_Exercise materials_:
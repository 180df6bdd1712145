//! Configuration file generation.
//!
//! Writes a commented `devwatch.toml` whose values are the built-in
//! defaults, as a starting point for editing.

use anyhow::{Context, Result, bail};
use std::{
    fs,
    path::{Path, PathBuf},
};

use crate::config::DEFAULT_CONFIG_NAME;
use crate::log;

const CONFIG_BODY: &str = r#"
# Dev server for the renderer
[serve]
interface = "127.0.0.1"       # 0.0.0.0 to allow LAN access
port = 3344                   # no fallback when taken
ws_port = 3345                # live reload WebSocket
root = "packages/renderer"
watch = true                  # reload pages when files under root change
debounce_ms = 300

# Main process bundle; the host process is relaunched after each rebuild.
# strategy = "resident": the command runs its own watch mode and every burst
#   of writes to out_dir counts as one rebuild.
# strategy = "oneshot": devwatch watches `watch` and runs the command once
#   per change; exit status 0 counts as a rebuild.
[main]
strategy = "resident"
command = ["npx", "vite", "build", "--watch", "--mode", "development", "--config", "packages/main/vite.config.ts"]
out_dir = "packages/main/dist"
debounce_ms = 300

# Worker bundle; connected pages reload after each rebuild
[worker]
strategy = "resident"
command = ["npx", "vite", "build", "--watch", "--mode", "development", "--config", "packages/pack-worker/vite.config.ts"]
out_dir = "packages/pack-worker/dist"
debounce_ms = 300

# Host process, launched with the dev server address in its environment
[host]
launch = ["electron", "."]
host_env = "VITE_DEV_SERVER_HOST"
port_env = "VITE_DEV_SERVER_PORT"
debug = false                 # true (or --debug): never launch, e.g. to attach a debugger

[host.env]
"#;

/// Commented default configuration.
pub fn config_template() -> String {
    format!(
        "# devwatch configuration file (v{})\n{CONFIG_BODY}",
        env!("CARGO_PKG_VERSION")
    )
}

/// Write the default configuration into `dir`.
pub fn write_config(dir: &Path, force: bool) -> Result<PathBuf> {
    let path = dir.join(DEFAULT_CONFIG_NAME);
    if path.exists() && !force {
        bail!(
            "{} already exists (use --force to overwrite)",
            path.display()
        );
    }

    fs::write(&path, config_template())
        .with_context(|| format!("Failed to write {}", path.display()))?;
    log!("init"; "wrote {}", path.display());
    Ok(path)
}

#[cfg(test)]
mod tests {
    use super::*;
    use crate::config::{DevConfig, test_parse_config};
    use tempfile::TempDir;

    #[test]
    fn test_template_matches_defaults() {
        let parsed = test_parse_config(&config_template());
        let defaults = DevConfig::default();

        assert_eq!(parsed.serve.port, defaults.serve.port);
        assert_eq!(parsed.serve.ws_port, defaults.serve.ws_port);
        assert_eq!(parsed.main.command, defaults.main.command);
        assert_eq!(parsed.worker.out_dir, defaults.worker.out_dir);
        assert_eq!(parsed.host.launch, defaults.host.launch);
        assert!(!parsed.host.debug);
    }

    #[test]
    fn test_refuses_to_overwrite() {
        let temp = TempDir::new().unwrap();
        fs::write(temp.path().join(DEFAULT_CONFIG_NAME), "# mine").unwrap();

        assert!(write_config(temp.path(), false).is_err());
        let kept = fs::read_to_string(temp.path().join(DEFAULT_CONFIG_NAME)).unwrap();
        assert_eq!(kept, "# mine");

        write_config(temp.path(), true).unwrap();
        let written = fs::read_to_string(temp.path().join(DEFAULT_CONFIG_NAME)).unwrap();
        assert!(written.starts_with("# devwatch configuration file"));
    }
}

_Task_: Looking only at the entries, count the lines that contain the word "strategy", then state that count and nothing else.

_Response below_: 4